▶ **Dataset records**:
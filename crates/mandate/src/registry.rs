//! Price provider registry with fallback, caching and fetch deadlines.

use std::sync::Arc;
use std::time::Duration;

use tracing::{debug, warn};

use mandate_core::{DataCache, DataError, PriceDataProvider, PriceQuery, PriceSeries, Result};

/// Registry for managing price providers with automatic fallback.
///
/// Providers are tried in registration order until one succeeds. When a
/// cache is configured it is checked first and filled on success. When a
/// timeout is configured, each provider call is bounded by it.
///
/// # Example
///
/// ```rust,ignore
/// use mandate::{PriceProviderRegistry, PriceQuery, Symbol, DataFrequency};
/// use chrono::NaiveDate;
///
/// let registry = PriceProviderRegistry::new().with_yahoo();
///
/// let query = PriceQuery::new(
///     Symbol::new("^FCHI"),
///     NaiveDate::from_ymd_opt(2017, 5, 14).unwrap(),
///     NaiveDate::from_ymd_opt(2024, 12, 31).unwrap(),
///     DataFrequency::Monthly,
/// );
/// let prices = registry.fetch_prices(&query).await?;
/// ```
#[derive(Default)]
pub struct PriceProviderRegistry {
    price_providers: Vec<Arc<dyn PriceDataProvider>>,
    cache: Option<Arc<dyn DataCache>>,
    timeout: Option<Duration>,
}

impl std::fmt::Debug for PriceProviderRegistry {
    fn fmt(&self, f: &mut std::fmt::Formatter<'_>) -> std::fmt::Result {
        f.debug_struct("PriceProviderRegistry")
            .field(
                "price_providers",
                &self
                    .price_providers
                    .iter()
                    .map(|p| p.name())
                    .collect::<Vec<_>>(),
            )
            .field("cache", &self.cache.as_ref().map(|_| "configured"))
            .field("timeout", &self.timeout)
            .finish()
    }
}

impl PriceProviderRegistry {
    /// Create a new empty registry.
    #[must_use]
    pub fn new() -> Self {
        Self::default()
    }

    /// Create a new registry with a cache.
    #[must_use]
    pub fn with_cache(cache: Arc<dyn DataCache>) -> Self {
        Self {
            cache: Some(cache),
            ..Default::default()
        }
    }

    /// Set the cache for this registry.
    #[must_use]
    pub fn set_cache(mut self, cache: Arc<dyn DataCache>) -> Self {
        self.cache = Some(cache);
        self
    }

    /// Bound every provider call by `timeout`.
    #[must_use]
    pub const fn set_timeout(mut self, timeout: Duration) -> Self {
        self.timeout = Some(timeout);
        self
    }

    /// Returns the configured cache, if any.
    #[must_use]
    pub fn cache(&self) -> Option<&Arc<dyn DataCache>> {
        self.cache.as_ref()
    }

    /// Returns the number of registered providers.
    #[must_use]
    pub fn provider_count(&self) -> usize {
        self.price_providers.len()
    }

    /// Register a price data provider.
    pub fn register_price(&mut self, provider: Arc<dyn PriceDataProvider>) {
        debug!(provider = provider.name(), "Registering price provider");
        self.price_providers.push(provider);
    }

    /// Fetch a price series, trying providers in order until one succeeds.
    ///
    /// If a cache is configured, it will be checked first and results will
    /// be cached on success.
    pub async fn fetch_prices(&self, query: &PriceQuery) -> Result<PriceSeries> {
        if self.price_providers.is_empty() {
            return Err(DataError::ProviderNotConfigured(
                "No price providers registered".to_string(),
            ));
        }

        // Check cache first
        if let Some(cache) = &self.cache {
            // Try each provider's cache key
            for provider in &self.price_providers {
                if let Ok(Some(cached)) = cache.get_prices(provider.name(), query).await {
                    debug!(
                        provider = provider.name(),
                        symbol = %query.symbol,
                        "Cache hit for price data"
                    );
                    return Ok(cached);
                }
            }
        }

        // Try each provider in order
        let mut last_error = None;
        for provider in &self.price_providers {
            debug!(
                provider = provider.name(),
                symbol = %query.symbol,
                start = %query.start,
                end = %query.end,
                frequency = %query.frequency,
                "Fetching price data"
            );

            match self.fetch_from(provider.as_ref(), query).await {
                Ok(data) => {
                    // Cache the result
                    if let Some(cache) = &self.cache {
                        if let Err(e) = cache.put_prices(provider.name(), query, &data).await {
                            warn!(
                                provider = provider.name(),
                                error = %e,
                                "Failed to cache price data"
                            );
                        }
                    }
                    return Ok(data);
                }
                Err(e) => {
                    warn!(
                        provider = provider.name(),
                        error = %e,
                        "Provider failed, trying next"
                    );
                    last_error = Some(e);
                }
            }
        }

        Err(last_error
            .unwrap_or_else(|| DataError::Other("All providers failed with no error".to_string())))
    }

    async fn fetch_from(
        &self,
        provider: &dyn PriceDataProvider,
        query: &PriceQuery,
    ) -> Result<PriceSeries> {
        match self.timeout {
            Some(after) => tokio::time::timeout(after, provider.fetch_prices(query))
                .await
                .map_err(|_| DataError::Timeout {
                    provider: provider.name().to_string(),
                    after,
                })?,
            None => provider.fetch_prices(query).await,
        }
    }

    // Builder methods for easy setup with specific providers

    /// Add the Yahoo Finance provider.
    #[cfg(feature = "yahoo")]
    #[must_use]
    pub fn with_yahoo(mut self) -> Self {
        self.register_price(Arc::new(mandate_yahoo::YahooProvider::new()));
        self
    }
}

▶ **Exercise directions**:
Using the records above, select and copy every line that has the word "await".

▶ **Response**:
/// let prices = registry.fetch_prices(&query).await?;
                if let Ok(Some(cached)) = cache.get_prices(provider.name(), query).await {
            match self.fetch_from(provider.as_ref(), query).await {
                        if let Err(e) = cache.put_prices(provider.name(), query, &data).await {
                .await
            None => provider.fetch_prices(query).await,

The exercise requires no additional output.